[Stored data]
____

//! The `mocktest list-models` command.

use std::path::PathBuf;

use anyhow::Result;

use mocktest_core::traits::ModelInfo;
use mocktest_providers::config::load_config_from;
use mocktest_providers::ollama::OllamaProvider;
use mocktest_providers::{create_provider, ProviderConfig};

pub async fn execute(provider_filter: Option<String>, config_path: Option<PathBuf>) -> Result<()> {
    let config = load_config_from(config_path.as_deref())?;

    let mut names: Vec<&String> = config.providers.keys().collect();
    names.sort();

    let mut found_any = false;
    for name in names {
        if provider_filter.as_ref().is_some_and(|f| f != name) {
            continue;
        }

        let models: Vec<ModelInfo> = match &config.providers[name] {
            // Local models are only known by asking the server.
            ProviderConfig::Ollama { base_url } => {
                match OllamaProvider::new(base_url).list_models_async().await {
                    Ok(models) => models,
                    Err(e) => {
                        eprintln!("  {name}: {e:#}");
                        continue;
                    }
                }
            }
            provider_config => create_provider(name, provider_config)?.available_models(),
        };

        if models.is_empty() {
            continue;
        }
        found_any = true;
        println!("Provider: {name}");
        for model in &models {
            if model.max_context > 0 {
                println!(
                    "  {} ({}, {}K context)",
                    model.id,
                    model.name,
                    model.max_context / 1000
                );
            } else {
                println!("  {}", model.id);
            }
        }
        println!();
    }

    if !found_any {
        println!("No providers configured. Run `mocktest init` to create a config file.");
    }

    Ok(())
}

____

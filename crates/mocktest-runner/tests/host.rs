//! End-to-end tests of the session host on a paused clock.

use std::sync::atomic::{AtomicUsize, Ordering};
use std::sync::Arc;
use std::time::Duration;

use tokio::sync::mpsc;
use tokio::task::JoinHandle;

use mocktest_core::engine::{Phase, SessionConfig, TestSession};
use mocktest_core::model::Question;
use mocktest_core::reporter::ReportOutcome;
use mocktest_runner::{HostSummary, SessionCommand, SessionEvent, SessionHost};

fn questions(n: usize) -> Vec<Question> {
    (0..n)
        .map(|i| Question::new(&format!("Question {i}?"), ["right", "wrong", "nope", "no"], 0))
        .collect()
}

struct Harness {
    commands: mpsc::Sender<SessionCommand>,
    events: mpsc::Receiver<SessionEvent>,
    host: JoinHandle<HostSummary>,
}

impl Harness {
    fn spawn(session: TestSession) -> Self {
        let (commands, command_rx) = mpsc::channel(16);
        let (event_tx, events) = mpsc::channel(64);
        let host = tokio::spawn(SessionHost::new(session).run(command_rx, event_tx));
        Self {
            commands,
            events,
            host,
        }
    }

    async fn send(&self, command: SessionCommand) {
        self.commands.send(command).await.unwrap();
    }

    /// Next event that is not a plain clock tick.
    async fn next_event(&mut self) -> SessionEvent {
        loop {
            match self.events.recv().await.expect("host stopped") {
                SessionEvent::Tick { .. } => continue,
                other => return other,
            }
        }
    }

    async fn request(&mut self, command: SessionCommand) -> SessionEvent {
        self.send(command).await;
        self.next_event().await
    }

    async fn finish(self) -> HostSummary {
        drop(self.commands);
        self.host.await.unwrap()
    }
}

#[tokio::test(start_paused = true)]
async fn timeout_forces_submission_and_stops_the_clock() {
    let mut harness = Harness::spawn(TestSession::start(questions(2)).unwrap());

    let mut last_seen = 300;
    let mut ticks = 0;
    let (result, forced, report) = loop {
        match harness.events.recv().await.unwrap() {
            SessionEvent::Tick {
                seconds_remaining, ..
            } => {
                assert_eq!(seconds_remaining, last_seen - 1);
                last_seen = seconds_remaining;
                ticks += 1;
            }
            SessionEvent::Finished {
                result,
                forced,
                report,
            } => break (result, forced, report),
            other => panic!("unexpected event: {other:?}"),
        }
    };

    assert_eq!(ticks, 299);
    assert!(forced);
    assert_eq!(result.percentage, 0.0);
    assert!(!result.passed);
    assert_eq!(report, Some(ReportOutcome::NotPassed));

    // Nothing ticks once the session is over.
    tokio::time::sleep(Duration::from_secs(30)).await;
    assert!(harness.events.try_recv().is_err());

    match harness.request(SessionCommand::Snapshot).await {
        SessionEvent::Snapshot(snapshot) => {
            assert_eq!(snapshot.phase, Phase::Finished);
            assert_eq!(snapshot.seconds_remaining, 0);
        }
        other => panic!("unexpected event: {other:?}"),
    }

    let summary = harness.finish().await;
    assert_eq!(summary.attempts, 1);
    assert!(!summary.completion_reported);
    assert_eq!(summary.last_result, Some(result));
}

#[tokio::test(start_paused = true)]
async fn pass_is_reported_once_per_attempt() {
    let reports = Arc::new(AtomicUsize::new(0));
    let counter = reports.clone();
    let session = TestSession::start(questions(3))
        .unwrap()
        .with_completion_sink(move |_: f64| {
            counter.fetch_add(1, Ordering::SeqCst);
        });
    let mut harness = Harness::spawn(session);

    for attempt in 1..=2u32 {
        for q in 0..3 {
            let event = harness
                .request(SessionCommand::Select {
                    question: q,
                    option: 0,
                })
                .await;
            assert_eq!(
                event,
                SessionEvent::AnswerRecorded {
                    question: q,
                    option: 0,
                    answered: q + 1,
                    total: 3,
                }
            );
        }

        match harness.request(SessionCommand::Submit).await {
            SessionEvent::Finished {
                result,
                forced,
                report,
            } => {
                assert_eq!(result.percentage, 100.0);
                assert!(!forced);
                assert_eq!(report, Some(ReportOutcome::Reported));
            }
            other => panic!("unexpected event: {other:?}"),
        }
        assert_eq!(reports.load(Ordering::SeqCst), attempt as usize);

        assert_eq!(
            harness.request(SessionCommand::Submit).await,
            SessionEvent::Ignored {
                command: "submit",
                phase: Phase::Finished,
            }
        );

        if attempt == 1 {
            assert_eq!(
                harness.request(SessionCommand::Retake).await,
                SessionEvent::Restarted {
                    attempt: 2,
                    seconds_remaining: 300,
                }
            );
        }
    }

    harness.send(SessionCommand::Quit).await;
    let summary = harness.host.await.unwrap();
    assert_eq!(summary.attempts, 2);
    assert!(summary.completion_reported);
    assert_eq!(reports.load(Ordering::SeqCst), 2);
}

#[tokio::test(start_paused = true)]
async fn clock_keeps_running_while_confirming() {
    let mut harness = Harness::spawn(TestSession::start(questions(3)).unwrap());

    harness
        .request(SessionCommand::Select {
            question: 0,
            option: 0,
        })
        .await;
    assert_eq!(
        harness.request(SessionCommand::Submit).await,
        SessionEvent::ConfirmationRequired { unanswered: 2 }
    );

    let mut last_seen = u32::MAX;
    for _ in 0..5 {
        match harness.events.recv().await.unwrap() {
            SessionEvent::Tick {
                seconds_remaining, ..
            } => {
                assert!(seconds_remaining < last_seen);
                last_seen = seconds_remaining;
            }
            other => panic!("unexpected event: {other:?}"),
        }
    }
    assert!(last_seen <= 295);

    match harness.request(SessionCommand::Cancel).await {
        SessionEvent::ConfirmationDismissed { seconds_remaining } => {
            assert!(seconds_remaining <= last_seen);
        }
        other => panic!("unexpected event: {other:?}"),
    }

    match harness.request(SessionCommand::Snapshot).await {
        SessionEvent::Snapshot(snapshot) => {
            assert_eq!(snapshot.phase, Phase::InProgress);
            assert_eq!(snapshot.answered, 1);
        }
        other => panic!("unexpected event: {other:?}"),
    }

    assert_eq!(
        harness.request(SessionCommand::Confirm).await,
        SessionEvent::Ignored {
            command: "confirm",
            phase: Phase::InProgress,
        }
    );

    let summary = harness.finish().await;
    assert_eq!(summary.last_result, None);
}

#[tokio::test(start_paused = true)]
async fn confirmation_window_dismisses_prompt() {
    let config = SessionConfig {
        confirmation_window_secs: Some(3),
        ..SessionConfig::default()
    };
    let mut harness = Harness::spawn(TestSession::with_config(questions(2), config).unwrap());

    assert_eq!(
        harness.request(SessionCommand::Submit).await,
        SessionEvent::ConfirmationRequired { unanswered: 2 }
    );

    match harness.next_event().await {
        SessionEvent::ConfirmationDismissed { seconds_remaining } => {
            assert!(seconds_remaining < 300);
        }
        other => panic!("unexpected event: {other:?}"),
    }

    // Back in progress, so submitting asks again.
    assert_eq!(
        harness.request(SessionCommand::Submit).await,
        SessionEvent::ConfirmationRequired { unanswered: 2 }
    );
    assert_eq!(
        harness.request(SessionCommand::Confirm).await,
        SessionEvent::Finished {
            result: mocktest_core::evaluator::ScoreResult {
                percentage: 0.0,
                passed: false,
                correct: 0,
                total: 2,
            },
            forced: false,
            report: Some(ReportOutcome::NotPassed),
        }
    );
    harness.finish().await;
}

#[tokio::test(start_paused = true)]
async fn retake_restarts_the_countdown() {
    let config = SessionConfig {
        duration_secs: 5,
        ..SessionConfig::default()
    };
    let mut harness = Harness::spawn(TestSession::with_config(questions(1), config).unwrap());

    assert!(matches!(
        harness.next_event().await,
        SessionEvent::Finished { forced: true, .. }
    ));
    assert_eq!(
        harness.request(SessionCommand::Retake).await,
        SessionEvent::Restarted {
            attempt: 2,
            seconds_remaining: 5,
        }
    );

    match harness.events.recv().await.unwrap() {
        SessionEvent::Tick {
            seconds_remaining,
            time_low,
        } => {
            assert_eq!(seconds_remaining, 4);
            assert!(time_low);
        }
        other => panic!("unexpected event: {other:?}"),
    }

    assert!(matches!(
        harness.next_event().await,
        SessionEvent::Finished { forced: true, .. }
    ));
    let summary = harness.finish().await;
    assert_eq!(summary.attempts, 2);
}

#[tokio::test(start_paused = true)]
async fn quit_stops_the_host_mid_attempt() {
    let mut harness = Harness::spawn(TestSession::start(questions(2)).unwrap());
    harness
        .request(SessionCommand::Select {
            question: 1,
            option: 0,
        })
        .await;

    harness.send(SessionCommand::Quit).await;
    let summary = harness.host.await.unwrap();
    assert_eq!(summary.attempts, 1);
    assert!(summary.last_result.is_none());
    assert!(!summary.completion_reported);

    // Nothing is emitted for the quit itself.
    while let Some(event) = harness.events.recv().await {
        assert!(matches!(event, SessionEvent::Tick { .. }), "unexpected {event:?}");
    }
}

____

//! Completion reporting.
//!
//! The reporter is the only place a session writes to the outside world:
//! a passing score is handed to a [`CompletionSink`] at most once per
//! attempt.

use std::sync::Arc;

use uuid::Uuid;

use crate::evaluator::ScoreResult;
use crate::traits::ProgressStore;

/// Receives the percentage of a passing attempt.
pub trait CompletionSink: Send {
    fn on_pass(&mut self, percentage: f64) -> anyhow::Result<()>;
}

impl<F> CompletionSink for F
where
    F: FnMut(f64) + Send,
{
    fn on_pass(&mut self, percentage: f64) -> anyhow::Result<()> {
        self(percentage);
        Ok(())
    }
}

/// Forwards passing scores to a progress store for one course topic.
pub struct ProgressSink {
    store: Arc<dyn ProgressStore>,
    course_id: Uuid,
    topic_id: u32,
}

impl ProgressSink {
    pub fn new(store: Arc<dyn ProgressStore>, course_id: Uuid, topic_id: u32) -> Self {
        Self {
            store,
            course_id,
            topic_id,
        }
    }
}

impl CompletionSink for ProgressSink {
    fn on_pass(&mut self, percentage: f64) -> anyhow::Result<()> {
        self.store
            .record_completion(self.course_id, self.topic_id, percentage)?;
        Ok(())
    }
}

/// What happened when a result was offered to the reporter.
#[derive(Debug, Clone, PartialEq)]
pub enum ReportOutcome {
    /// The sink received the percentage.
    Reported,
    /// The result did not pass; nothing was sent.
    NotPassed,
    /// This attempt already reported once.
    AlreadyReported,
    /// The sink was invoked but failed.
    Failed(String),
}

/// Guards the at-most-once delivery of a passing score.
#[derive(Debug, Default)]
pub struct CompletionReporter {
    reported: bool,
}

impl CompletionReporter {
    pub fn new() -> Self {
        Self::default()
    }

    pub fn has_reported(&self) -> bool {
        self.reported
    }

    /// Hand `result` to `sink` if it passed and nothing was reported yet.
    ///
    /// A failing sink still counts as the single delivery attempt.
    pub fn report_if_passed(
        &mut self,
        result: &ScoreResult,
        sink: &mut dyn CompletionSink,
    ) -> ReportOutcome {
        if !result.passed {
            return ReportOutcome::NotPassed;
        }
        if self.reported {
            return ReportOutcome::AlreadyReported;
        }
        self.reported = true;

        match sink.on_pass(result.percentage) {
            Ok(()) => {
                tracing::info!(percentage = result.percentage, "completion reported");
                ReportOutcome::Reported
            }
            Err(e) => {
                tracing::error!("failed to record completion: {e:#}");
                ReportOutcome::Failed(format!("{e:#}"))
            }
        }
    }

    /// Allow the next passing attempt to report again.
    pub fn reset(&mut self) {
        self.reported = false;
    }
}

____

**What is needed:** Please count how many lines in the preceding records hold the word "counter", then give only that number.

**Answer for this exercise:** 2